Last year Dr. Drew Shindell at NASA and a team of scientists working with UNEP culled 16 primary targets for cutting black carbon and methane from a pool of over 2,000 measures. The Shindell team calculated the costs and benefits of targeting these eight black carbon measures and eight methane measures, concluding that they can cut the rate of global warming in half over the next 30 to 40 years, while preventing millions of deaths a year and enhancing food security by cutting losses of four major grains by up to 4%. A substantial part of these cuts can be done at little or no net cost. The results were published last month in Science.
Zaelke added, “Cutting the rate of global warming in half for the next 30 to 40 years is critical for protecting vulnerable people and vulnerable places for the next four decades, including the Arctic, Himalayas and other glaciers, drought-prone areas, and low-lying coastal areas. It’s also critical for food security.”
“To the extent that cutting warming in half would cut the coming impacts in half, this effort would be worth hundreds of billions of dollars in avoided damages, indeed, likely into the trillions—money governments cannot afford to waste,” said Zaelke.
The initiative of developing and developed countries was catalyzed by the Federated States of Micronesia as a way to slow sea level rise, and is designed to complement reductions of CO2, which remains the priority for climate policy. A substantial part of CO2 stays in the atmosphere warming the Planet for thousands of years.

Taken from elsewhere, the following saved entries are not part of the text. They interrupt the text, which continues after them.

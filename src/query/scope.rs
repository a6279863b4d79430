//! Tag-membership scopes over tagged records

use crate::config::TaggingConfig;
use crate::normalize::TagNames;
use crate::storage::{SlugFilter, TagStore};
use crate::tagging::{RecordRef, TaggingResult};
use std::collections::HashSet;

/// A tag-membership condition, expressed in raw tag names
#[derive(Debug, Clone, PartialEq, Eq)]
pub enum TagScope {
    /// Record is tagged with every name (empty list: every record matches)
    WithAllTags(TagNames),
    /// Record is tagged with at least one name (empty list: nothing matches)
    WithAnyTag(TagNames),
}

impl TagScope {
    /// Normalize and dedupe the names into a slug filter
    pub fn to_filter(&self, config: &TaggingConfig) -> SlugFilter {
        match self {
            TagScope::WithAllTags(names) => SlugFilter::All(unique_slugs(names, config)),
            TagScope::WithAnyTag(names) => SlugFilter::Any(unique_slugs(names, config)),
        }
    }
}

fn unique_slugs(names: &TagNames, config: &TaggingConfig) -> Vec<String> {
    let mut seen = HashSet::new();
    names
        .iter()
        .map(|name| config.slug(name.trim()))
        .filter(|slug| seen.insert(slug.clone()))
        .collect()
}

/// Query for records of one type, narrowed by tag scopes
///
/// Scopes are combined with AND.
#[derive(Debug, Clone, PartialEq, Eq)]
pub struct RecordQuery {
    pub record_type: String,
    pub scopes: Vec<TagScope>,
}

impl RecordQuery {
    /// Create a query over one record type (matches every tagged record)
    pub fn new(record_type: impl Into<String>) -> Self {
        Self {
            record_type: record_type.into(),
            scopes: Vec::new(),
        }
    }

    /// Require every one of the names
    pub fn with_all_tags(mut self, names: impl Into<TagNames>) -> Self {
        self.scopes.push(TagScope::WithAllTags(names.into()));
        self
    }

    /// Require at least one of the names
    pub fn with_any_tag(mut self, names: impl Into<TagNames>) -> Self {
        self.scopes.push(TagScope::WithAnyTag(names.into()));
        self
    }

    pub fn filters(&self, config: &TaggingConfig) -> Vec<SlugFilter> {
        self.scopes.iter().map(|s| s.to_filter(config)).collect()
    }

    /// Search the association store for matching records, ordered by id.
    ///
    /// Only records with at least one association are visible here; use
    /// `filter` to apply the scopes to a caller-supplied record set.
    pub fn execute(&self, store: &dyn TagStore, config: &TaggingConfig) -> TaggingResult<Vec<RecordRef>> {
        Ok(store.find_records(&self.record_type, &self.filters(config))?)
    }

    /// Keep the candidates of this record type that satisfy every scope,
    /// preserving their order.
    pub fn filter(
        &self,
        store: &dyn TagStore,
        config: &TaggingConfig,
        candidates: impl IntoIterator<Item = RecordRef>,
    ) -> TaggingResult<Vec<RecordRef>> {
        let filters = self.filters(config);
        if filters.iter().any(SlugFilter::is_unsatisfiable) {
            return Ok(Vec::new());
        }

        let mut matched = Vec::new();
        for record in candidates {
            if record.record_type != self.record_type {
                continue;
            }
            // Nothing to look up when every filter is an empty ALL
            if filters.iter().all(|f| matches!(f, SlugFilter::All(s) if s.is_empty())) {
                matched.push(record);
                continue;
            }
            let slugs: Vec<String> = store
                .load_associations(&record)?
                .into_iter()
                .map(|a| a.tag_slug)
                .collect();
            if filters.iter().all(|f| f.matches(&slugs)) {
                matched.push(record);
            }
        }
        Ok(matched)
    }
}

The initiative is stating modestly with the initial coalition of six countries—three from the developing world and three from the developed world; the U.S, Mexico, Canada, Sweden, Bangladesh, and Ghana. The secretariat will be hosted by UNEP. A dedicated fund is being raised, with an initial contribution of $ 12 million from the U.S. and $ 3 million from Canada for the first two years. Sweden is expected to add to the fund, and other donors will be asked to contribute in the coming months.
This funding is new and in addition to the $ 20 million the U.S. is currently providing for the Global Clean Cook Stove Initiative ($ 10) and for the Global Methane Initiative ($ 10 million), which already includes hundreds of projects in 40 countries. The Climate and Clean Air initiative is expected to expand rapidly to include at least 40 countries in the first two months. A ministerial meeting is planned for Stockholm in late April.
Zaelke and Nobel Laureate Mario Molina wrote in an Op-Ed published 14 February 2012 in The Hill (see below):
“The good news is that black carbon and ground-level zone can be controlled using existing technologies, and in most cases existing air pollution laws and existing institutions, at the national and regional level. HFCs can be controlled under the Montreal Protocol ozone treaty, which has already phased out nearly 100 similar chemicals and has built the capacity in every country of the world to reduce HFCs quickly.
Another critical distinction of these non-CO2 agents is that cutting them produces a fast response in the climate system. They remain in the atmosphere only for a very short time—from several days to three decades. Not so with CO2, some of which stays in the atmosphere for thousands of years.”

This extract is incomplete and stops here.